Quoting his experiences and educational expertise, Dr Niaz said that agri yield could go up manifold by adopting a progressive approach coupled with techniques and skills. "Our large on-farm experiments have shown results proving that agri yield per acre can go beyond 200 percent to 500 percent by adopting the latest methods and techniques for irrigation, growing and harvesting."
He said adoption of "Hybrid" technology was now a history of the past whereas it was high time to go for advanced methods for agriculture like "Hydroponics" and "Drip Irrigation" technologies.
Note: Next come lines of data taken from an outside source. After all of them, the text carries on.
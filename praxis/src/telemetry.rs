//! Tracing initialization.
//!
//! One structured-logging stack for the whole engine: env-filtered fmt
//! output plus span-trace capture for error reports. Log lines never carry
//! secret plaintext; the secrets pipeline substitutes references before
//! content reaches any instrumented code path.

use tracing_error::ErrorLayer;
use tracing_subscriber::layer::SubscriberExt;
use tracing_subscriber::util::SubscriberInitExt;
use tracing_subscriber::{EnvFilter, fmt};

/// Install the global tracing subscriber. Safe to call once at startup;
/// subsequent calls are ignored.
pub fn init_tracing() {
    let filter = EnvFilter::try_from_default_env().unwrap_or_else(|_| EnvFilter::new("info"));
    let _ = tracing_subscriber::registry()
        .with(filter)
        .with(fmt::layer().with_target(true))
        .with(ErrorLayer::default())
        .try_init();
}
By adopting those techniques would not only help boost yield to 500 times but also get rid of hefty spending on fertilisers, pesticides and germicides, he added.
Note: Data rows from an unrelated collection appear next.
impl Consolidator {
    /// Build over the shared store.
    #[must_use]
    pub fn new(store: Arc<GraphStore>) -> Self {
        Self { store }
    }

    /// Run one tier for every scope at `now`.
    ///
    /// # Errors
    ///
    /// Returns [`MemoryError`] on storage failure; a scope with no sources
    /// in the window simply produces no summary.
    #[instrument(skip(self), fields(level = level.as_str()))]
    pub async fn run_level(
        &self,
        level: ConsolidationLevel,
        now: DateTime<Utc>,
    ) -> Result<Vec<ConsolidationOutcome>, MemoryError> {
        let start = now - level.window();
        let mut outcomes = Vec::new();

        for scope in ALL_SCOPES {
            let sources = self.sources_for(level, scope, start, now).await?;
            if sources.is_empty() {
                continue;
            }

            let metric_total: f64 = sources
                .iter()
                .filter_map(|node| node.attributes.get("value").and_then(serde_json::Value::as_f64))
                .sum();
            let summary_id = format!(
                "summary_{}_{}_{}",
                level.as_str(),
                scope.as_str().to_lowercase(),
                start.timestamp()
            );
            let spec = GraphNodeSpec {
                node_id: summary_id.clone(),
                scope,
                node_type: SUMMARY_NODE_TYPE.to_string(),
                attributes: json!({
                    "consolidation_level": level.as_str(),
                    "period_start": start.to_rfc3339(),
                    "period_end": now.to_rfc3339(),
                    "source_node_count": sources.len(),
                    "metric_total": metric_total,
                }),
            };
            let source_ids: Vec<String> =
                sources.iter().map(|node| node.node_id.clone()).collect();

            self.store
                .write_summary(&spec, "consolidator", &source_ids)
                .await?;

            outcomes.push(ConsolidationOutcome {
                level,
                scope,
                summary_id,
                source_count: source_ids.len(),
            });
        }

        Ok(outcomes)
    }

    async fn sources_for(
        &self,
        level: ConsolidationLevel,
        scope: GraphScope,
        start: DateTime<Utc>,
        end: DateTime<Utc>,
    ) -> Result<Vec<GraphNode>, MemoryError> {
        match level {
            ConsolidationLevel::Basic => {
                self.store
                    .nodes_in_window(scope, TIMESERIES_TYPES, start, end)
                    .await
            }
            ConsolidationLevel::Extensive => Ok(self
                .summaries_in_window(scope, ConsolidationLevel::Basic, start, end)
                .await?),
            ConsolidationLevel::Profound => Ok(self
                .summaries_in_window(scope, ConsolidationLevel::Extensive, start, end)
                .await?),
        }
    }

    async fn summaries_in_window(
        &self,
        scope: GraphScope,
        level: ConsolidationLevel,
        start: DateTime<Utc>,
        end: DateTime<Utc>,
    ) -> Result<Vec<GraphNode>, MemoryError> {
        let nodes = self
            .store
            .nodes_in_window(scope, &[SUMMARY_NODE_TYPE], start, end)
            .await?;
        Ok(nodes
            .into_iter()
            .filter(|node| {
                node.attributes
                    .get("consolidation_level")
                    .and_then(serde_json::Value::as_str)
                    == Some(level.as_str())
            })
            .collect())
    }

    /// Delete covered sources past their retention: raw nodes older than
    /// 24 hours and basic summaries older than 7 days. A node without an
    /// incoming `SUMMARIZES` edge is never deleted here.
    ///
    /// # Errors
    ///
    /// Returns [`MemoryError`] on storage failure.
    #[instrument(skip(self))]
    pub async fn cleanup(&self, now: DateTime<Utc>) -> Result<CleanupReport, MemoryError> {
        let mut report = CleanupReport::default();

        for scope in ALL_SCOPES {
            // Raw nodes older than 24 h with a basic summary covering them.
            let raw_cutoff = now - ChronoDuration::hours(24);
            let raw = self
                .store
                .nodes_in_window(
                    scope,
                    TIMESERIES_TYPES,
                    DateTime::<Utc>::MIN_UTC,
                    raw_cutoff,
                )
                .await?;
            for node in raw {
                match self.delete_if_covered(&node).await? {
                    true => report.deleted_raw += 1,
                    false => report.skipped_uncovered += 1,
                }
            }

            // Basic summaries older than 7 days covered by an extensive one.
            let basic_cutoff = now - ChronoDuration::days(7);
            let basic = self
                .summaries_in_window(
                    scope,
                    ConsolidationLevel::Basic,
                    DateTime::<Utc>::MIN_UTC,
                    basic_cutoff,
                )
                .await?;
            for node in basic {
                match self.delete_if_covered(&node).await? {
                    true => report.deleted_basic += 1,
                    false => report.skipped_uncovered += 1,
                }
            }
        }

        Ok(report)
    }

    /// Delete a node only when it has incoming `SUMMARIZES` coverage,
    /// removing those edges alongside. Nodes still referenced by other
    /// edges (e.g. their own outgoing summary edges) wait for a later
    /// cycle.
    async fn delete_if_covered(&self, node: &GraphNode) -> Result<bool, MemoryError> {
        let covering = self
            .store
            .edges_to(&node.node_id, node.scope, SUMMARIZES)
            .await?;
        if covering.is_empty() {
            tracing::warn!(
                node_id = %node.node_id,
                scope = %node.scope,
                "retention-eligible node has no covering summary edge; leaving in place"
            );
            return Ok(false);
        }
        let edge_ids: Vec<String> = covering.into_iter().map(|edge| edge.edge_id).collect();
        match self.store.forget(&node.node_id, node.scope, &edge_ids).await {
            Ok(_) => Ok(true),
            Err(MemoryError::StillReferenced { .. }) => Ok(false),
            Err(err) => Err(err),
        }
    }

    /// Diagnostic: find sources inside consolidated windows that are not
    /// reachable from any summary via `SUMMARIZES`.
    ///
    /// # Errors
    ///
    /// Returns [`MemoryError`] on storage failure.
    #[instrument(skip(self))]
    pub async fn orphan_scan(&self) -> Result<OrphanReport, MemoryError> {
        let mut report = OrphanReport::default();

        for scope in ALL_SCOPES {
            for summary in self.store.summary_nodes(scope).await? {
                let Some(level) = summary
                    .attributes
                    .get("consolidation_level")
                    .and_then(serde_json::Value::as_str)
                else {
                    continue;
                };
                let (Some(start), Some(end)) = (
                    parse_attr_time(&summary, "period_start"),
                    parse_attr_time(&summary, "period_end"),
                ) else {
                    continue;
                };

                let candidates = match level {
                    "basic" => {
                        self.store
                            .nodes_in_window(scope, TIMESERIES_TYPES, start, end)
                            .await?
                    }
                    "extensive" => {
                        self.summaries_in_window(scope, ConsolidationLevel::Basic, start, end)
                            .await?
                    }
                    "profound" => {
                        self.summaries_in_window(scope, ConsolidationLevel::Extensive, start, end)
                            .await?
                    }
                    _ => continue,
                };

                for node in candidates {
                    let covering = self
                        .store
                        .edges_to(&node.node_id, scope, SUMMARIZES)
                        .await?;
                    if covering.is_empty() {
                        report.orphans.push(Orphan {
                            node_id: node.node_id,
                            scope,
                            summary_id: summary.node_id.clone(),
                        });
                    }
                }
            }
        }

        Ok(report)
    }

    /// Spawn the periodic loops. The task exits when `shutdown` flips to
    /// true.
    #[must_use]
    pub fn spawn_loops(
        self: Arc<Self>,
        schedule: ConsolidationSchedule,
        mut shutdown: watch::Receiver<bool>,
    ) -> JoinHandle<()> {
        tokio::spawn(async move {
            let mut basic = tokio::time::interval(schedule.basic);
            let mut extensive = tokio::time::interval(schedule.extensive);
            let mut profound = tokio::time::interval(schedule.profound);
            let mut cleanup = tokio::time::interval(schedule.cleanup);
            // The first tick of every interval fires immediately; consume
            // them so the loops start one full period out.
            basic.tick().await;
            extensive.tick().await;
            profound.tick().await;
            cleanup.tick().await;

            loop {
                tokio::select! {
                    _ = basic.tick() => {
                        if let Err(err) = self.run_level(ConsolidationLevel::Basic, Utc::now()).await {
                            tracing::error!(error = %err, "basic consolidation failed");
                        }
                    }
                    _ = extensive.tick() => {
                        if let Err(err) = self.run_level(ConsolidationLevel::Extensive, Utc::now()).await {
                            tracing::error!(error = %err, "extensive consolidation failed");
                        }
                    }
                    _ = profound.tick() => {
                        if let Err(err) = self.run_level(ConsolidationLevel::Profound, Utc::now()).await {
                            tracing::error!(error = %err, "profound consolidation failed");
                        }
                    }
                    _ = cleanup.tick() => {
                        if let Err(err) = self.cleanup(Utc::now()).await {
                            tracing::error!(error = %err, "consolidation cleanup failed");
                        }
                    }
                    changed = shutdown.changed() => {
                        if changed.is_err() || *shutdown.borrow() {
                            break;
                        }
                    }
                }
            }
        })
    }
}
He said the university had already started on-farm training and imparting skills to the growers about advanced agriculture and if resources were made available that programme could be taken to the entire country or at least to the provincial level. Opposing the ongoing practice of sowing wheat in the Potohar plateau, he said the growers due to inability of proper information, education and skills had not only been wasting resources but also loosing hefty returns by planting and sowing inappropriate kinds and species.
He said they required to plant and sow best suited kinds, species and varieties according to areas' soil and environment as well as irrigation resources to boost their earnings, besides helping achieve security of the most vital sector. He pointed out that the region being rain-fed fields required to concentrate on sowing or planting vegetables or fruit thus earning better returns. If done so, he said, the region had the potential to amply meet the requirements of the entire country in fruit and vegetable sectors.
Dilating future plans, Dr Niaz said the PMASAAU was working to open up its satellite campuses in Murree, Attock and Khushab with the major aim to providing skilful hand to help the poor growers of the respective areas where traditional agri methods were order of the day. He said the region had been proven to be the best for producing citrus, olives, dates, grapes, fig, apple, almond and variety of vegetables besides good quality tomatoes by adopting tunnel irrigation, therefore the grower was required to educate to grow cash crop instead.
He said the university with the aim to make Hydroponic technology sustainable in the country had set up Institute of Hydroponic Agriculture (IHA) catering to the needs in training, research and development and indigenisation of equipment and spares. The IHA, he said, would also help increase and diversify fruit and vegetables production technology, besides producing high yielding and better quality products. It would also go a long way in preparing models for hydroponic vegetables for kitchen gardening.